- _TASK REQUIREMENTS_
From the entries below, return every line that includes the word "headers".
>>>>
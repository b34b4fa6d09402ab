//! Shared harness: a scripted origin registry and a proxy instance wired
//! against it, both on ephemeral ports.

#![allow(dead_code)]

use std::collections::HashMap;
use std::net::SocketAddr;
use std::sync::{Arc, Mutex};
use std::time::Duration;

use axum::body::Body;
use axum::extract::{Request, State};
use axum::http::StatusCode;
use axum::response::{IntoResponse, Response};
use axum::Router;
use ed25519_dalek::SigningKey;
use sha2::{Digest, Sha256};
use url::Url;

use pullgate::agent::{Agent, AgentOptions};
use pullgate::cache::Cache;
use pullgate::config::{AgentConfig, GatewayConfig, UpstreamConfig};
use pullgate::gateway::{Gateway, GatewayOptions};
use pullgate::manifest::ManifestCache;
use pullgate::queue_client::QueueClient;
use pullgate::storage::FsDriver;
use pullgate::token::{Authenticator, Decoder, Verifier};
use pullgate::upstream::UpstreamClient;

#[derive(Clone, Default)]
pub struct ScriptedResponse {
    pub status: u16,
    pub content_type: Option<String>,
    pub headers: Vec<(String, String)>,
    pub body: Vec<u8>,
    pub delay_ms: u64,
}

impl ScriptedResponse {
    pub fn ok(body: &[u8]) -> Self {
        Self {
            status: 200,
            body: body.to_vec(),
            ..Self::default()
        }
    }

    pub fn with_content_type(mut self, content_type: &str) -> Self {
        self.content_type = Some(content_type.to_string());
        self
    }

    pub fn with_status(mut self, status: u16) -> Self {
        self.status = status;
        self
    }

    pub fn with_header(mut self, name: &str, value: &str) -> Self {
        self.headers.push((name.to_string(), value.to_string()));
        self
    }

    pub fn with_delay_ms(mut self, delay_ms: u64) -> Self {
        self.delay_ms = delay_ms;
        self
    }
}

#[derive(Clone, Default)]
struct OriginState {
    responses: Arc<Mutex<HashMap<String, ScriptedResponse>>>,
    hits: Arc<Mutex<HashMap<String, usize>>>,
}

pub struct Origin {
    pub host: String,
    state: OriginState,
}

async fn origin_handler(State(state): State<OriginState>, request: Request) -> Response {
    let path = request.uri().path().to_string();
    let key = format!("{} {}", request.method(), path);
    *state.hits.lock().unwrap().entry(key).or_insert(0) += 1;

    let scripted = state.responses.lock().unwrap().get(&path).cloned();
    let Some(scripted) = scripted else {
        return StatusCode::NOT_FOUND.into_response();
    };

    if scripted.delay_ms > 0 {
        tokio::time::sleep(Duration::from_millis(scripted.delay_ms)).await;
    }

    let mut builder = Response::builder()
        .status(StatusCode::from_u16(scripted.status).unwrap_or(StatusCode::INTERNAL_SERVER_ERROR));
    if let Some(content_type) = &scripted.content_type {
        builder = builder.header("Content-Type", content_type);
    }
    for (name, value) in &scripted.headers {
        builder = builder.header(name.as_str(), value.as_str());
    }
    builder.body(Body::from(scripted.body)).unwrap()
}

impl Origin {
    pub async fn start() -> Origin {
        let state = OriginState::default();
        let app = Router::new()
            .fallback(origin_handler)
            .with_state(state.clone());
        let listener = tokio::net::TcpListener::bind("127.0.0.1:0").await.unwrap();
        let addr = listener.local_addr().unwrap();
        tokio::spawn(async move {
            axum::serve(listener, app).await.unwrap();
        });
        Origin {
            host: format!("127.0.0.1:{}", addr.port()),
            state,
        }
    }

    pub fn set(&self, path: &str, response: ScriptedResponse) {
        self.state
            .responses
            .lock()
            .unwrap()
            .insert(path.to_string(), response);
    }

    /// Hit count for `"GET /v2/..."`-style keys.
    pub fn hits(&self, method_and_path: &str) -> usize {
        *self
            .state
            .hits
            .lock()
            .unwrap()
            .get(method_and_path)
            .unwrap_or(&0)
    }
}

pub struct Proxy {
    pub base: String,
    pub storage: tempfile::TempDir,
}

impl Proxy {
    pub fn url(&self, path: &str) -> String {
        format!("{}{}", self.base, path)
    }

    pub fn storage_file(&self, key: &str) -> std::path::PathBuf {
        self.storage.path().join(key.trim_start_matches('/'))
    }
}

pub struct ProxyBuilder {
    origin_host: String,
    agent_config: AgentConfig,
    gateway_config: GatewayConfig,
    redirect_base: Option<Url>,
    auth_key: Option<SigningKey>,
    token_url: String,
    queue_client: Option<Arc<dyn QueueClient>>,
    prepared_storage: Option<tempfile::TempDir>,
}

impl ProxyBuilder {
    pub fn against(origin_host: &str) -> Self {
        Self {
            origin_host: origin_host.to_string(),
            agent_config: AgentConfig::default(),
            gateway_config: GatewayConfig::default(),
            redirect_base: None,
            auth_key: None,
            token_url: "http://auth.test/token".to_string(),
            queue_client: None,
            prepared_storage: None,
        }
    }

    pub fn agent_config(mut self, config: AgentConfig) -> Self {
        self.agent_config = config;
        self
    }

    pub fn gateway_config(mut self, config: GatewayConfig) -> Self {
        self.gateway_config = config;
        self
    }

    pub fn redirect_base(mut self, base: &str) -> Self {
        self.redirect_base = Some(Url::parse(base).unwrap());
        self
    }

    /// Require bearer tokens verified against this key.
    pub fn auth_key(mut self, key: SigningKey) -> Self {
        self.auth_key = Some(key);
        self
    }

    pub fn queue_client(mut self, client: Arc<dyn QueueClient>) -> Self {
        self.queue_client = Some(client);
        self
    }

    /// Reuse storage from a previous proxy instance (fresh in-memory
    /// state, warm disk state).
    pub fn storage(mut self, storage: tempfile::TempDir) -> Self {
        self.prepared_storage = Some(storage);
        self
    }

    pub async fn start(self) -> Proxy {
        let storage = self
            .prepared_storage
            .unwrap_or_else(|| tempfile::tempdir().unwrap());

        let mut driver = FsDriver::new(storage.path().to_path_buf()).unwrap();
        if let Some(base) = &self.redirect_base {
            driver = driver.with_redirect_base(base.clone());
            driver = driver.with_signing_key(SigningKey::generate(&mut rand::rngs::OsRng));
        }
        let cache = Cache::new(Arc::new(driver)).with_link_expires(Duration::from_secs(60));

        let mut upstream_config = UpstreamConfig::default();
        upstream_config.plain_http.insert(self.origin_host.clone());
        let upstream = Arc::new(UpstreamClient::new(&upstream_config).unwrap());

        let agent = Arc::new(Agent::new(
            Arc::clone(&upstream),
            cache.clone(),
            AgentOptions {
                config: self.agent_config,
                big_cache: None,
                queue_client: self.queue_client,
            },
        ));

        let manifests = Arc::new(ManifestCache::new(
            cache.clone(),
            Arc::clone(&upstream),
            self.gateway_config.manifest_cache_duration(),
        ));

        let authenticator = self.auth_key.map(|key| {
            Arc::new(Authenticator::new(
                Decoder::new(Verifier::new(key.verifying_key())),
                self.token_url.clone(),
            ))
        });

        let gateway = Gateway::new(
            upstream,
            GatewayOptions {
                config: self.gateway_config,
                authenticator,
                agent: Some(agent),
                manifests: Some(manifests),
                modify: None,
            },
        );

        let listener = tokio::net::TcpListener::bind("127.0.0.1:0").await.unwrap();
        let addr = listener.local_addr().unwrap();
        let router = gateway.router();
        tokio::spawn(async move {
            axum::serve(
                listener,
                router.into_make_service_with_connect_info::<SocketAddr>(),
            )
            .await
            .unwrap();
        });

        Proxy {
            base: format!("http://127.0.0.1:{}", addr.port()),
            storage,
        }
    }
}

pub fn sha256_hex(data: &[u8]) -> String {
    hex::encode(Sha256::digest(data))
}

pub fn blob_storage_key(hx: &str) -> String {
    format!("/docker/registry/v2/blobs/sha256/{}/{}/data", &hx[..2], hx)
}

pub fn tag_link_key(host: &str, image: &str, tag: &str) -> String {
    format!(
        "/docker/registry/v2/repositories/{}/{}/_manifests/tags/{}/current/link",
        host, image, tag
    )
}

pub fn revision_link_key(host: &str, image: &str, hx: &str) -> String {
    format!(
        "/docker/registry/v2/repositories/{}/{}/_manifests/revisions/sha256/{}/link",
        host, image, hx
    )
}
<<<<
- _TASK RESULT_
    pub headers: Vec<(String, String)>,
        self.headers.push((name.to_string(), value.to_string()));
    for (name, value) in &scripted.headers {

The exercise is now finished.